> **Records**:
----

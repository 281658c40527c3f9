//! Session identity persistence
//!
//! Two ids with different lifetimes: the device id is created once and never
//! changes; the visitor id groups one playthrough and rotates on restart,
//! alongside a monotonically increasing session counter. Identity is handled
//! as an explicit value passed through the engine rather than read from
//! ambient storage.

use crate::db::settings::{get_setting, set_setting};
use crate::{uuid_utils, Result};
use sqlx::SqlitePool;
use tracing::info;
use uuid::Uuid;

const KEY_DEVICE_ID: &str = "htl_device_id";
const KEY_VISITOR_ID: &str = "htl_visitor_id";
const KEY_SESSION_NUMBER: &str = "htl_session_number";

/// The local visitor's identity triple
#[derive(Debug, Clone, Copy, PartialEq, Eq)]
pub struct SessionIdentity {
    /// Permanent, identifies the installation; never rotates
    pub device_id: Uuid,
    /// Groups one playthrough; rotates on full-session reset
    pub visitor_id: Uuid,
    /// 1-based counter of playthroughs on this device
    pub session_number: i64,
}

/// Loads and rotates the persisted identity
pub struct IdentityStore {
    pool: SqlitePool,
}

impl IdentityStore {
    pub fn new(pool: SqlitePool) -> Self {
        Self { pool }
    }

    /// Load the identity, creating any missing part
    ///
    /// First run creates device id, visitor id, and session number 1;
    /// subsequent runs return the stored values unchanged.
    pub async fn load_or_create(&self) -> Result<SessionIdentity> {
        let device_id = match get_setting::<Uuid>(&self.pool, KEY_DEVICE_ID).await? {
            Some(id) => id,
            None => {
                let id = uuid_utils::generate();
                set_setting(&self.pool, KEY_DEVICE_ID, id).await?;
                info!("Created device id {}", id);
                id
            }
        };

        let visitor_id = match get_setting::<Uuid>(&self.pool, KEY_VISITOR_ID).await? {
            Some(id) => id,
            None => {
                let id = uuid_utils::generate();
                set_setting(&self.pool, KEY_VISITOR_ID, id).await?;
                info!("Created visitor id {}", id);
                id
            }
        };

        let session_number = match get_setting::<i64>(&self.pool, KEY_SESSION_NUMBER).await? {
            Some(n) => n,
            None => {
                set_setting(&self.pool, KEY_SESSION_NUMBER, 1i64).await?;
                1
            }
        };

        Ok(SessionIdentity {
            device_id,
            visitor_id,
            session_number,
        })
    }

    /// Rotate the identity for a fresh playthrough
    ///
    /// Keeps the device id, issues a new visitor id, increments the session
    /// counter, and persists both before returning the new identity.
    pub async fn rotate(&self, current: SessionIdentity) -> Result<SessionIdentity> {
        let visitor_id = uuid_utils::generate();
        let session_number = current.session_number + 1;

        set_setting(&self.pool, KEY_VISITOR_ID, visitor_id).await?;
        set_setting(&self.pool, KEY_SESSION_NUMBER, session_number).await?;
        info!(
            "Rotated identity: visitor {} session {}",
            visitor_id, session_number
        );

        Ok(SessionIdentity {
            device_id: current.device_id,
            visitor_id,
            session_number,
        })
    }
}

----

> **Prompt**: Nothing but the lines from the line containing "pub async fn rotate(&self, current: SessionIdentity)" through the final line of the entries should appear in your answer, copied exactly.

> **Solution to the exercise**:
    pub async fn rotate(&self, current: SessionIdentity) -> Result<SessionIdentity> {
        let visitor_id = uuid_utils::generate();
        let session_number = current.session_number + 1;

        set_setting(&self.pool, KEY_VISITOR_ID, visitor_id).await?;
        set_setting(&self.pool, KEY_SESSION_NUMBER, session_number).await?;
        info!(
            "Rotated identity: visitor {} session {}",
            visitor_id, session_number
        );

        Ok(SessionIdentity {
            device_id: current.device_id,
            visitor_id,
            session_number,
        })
    }
}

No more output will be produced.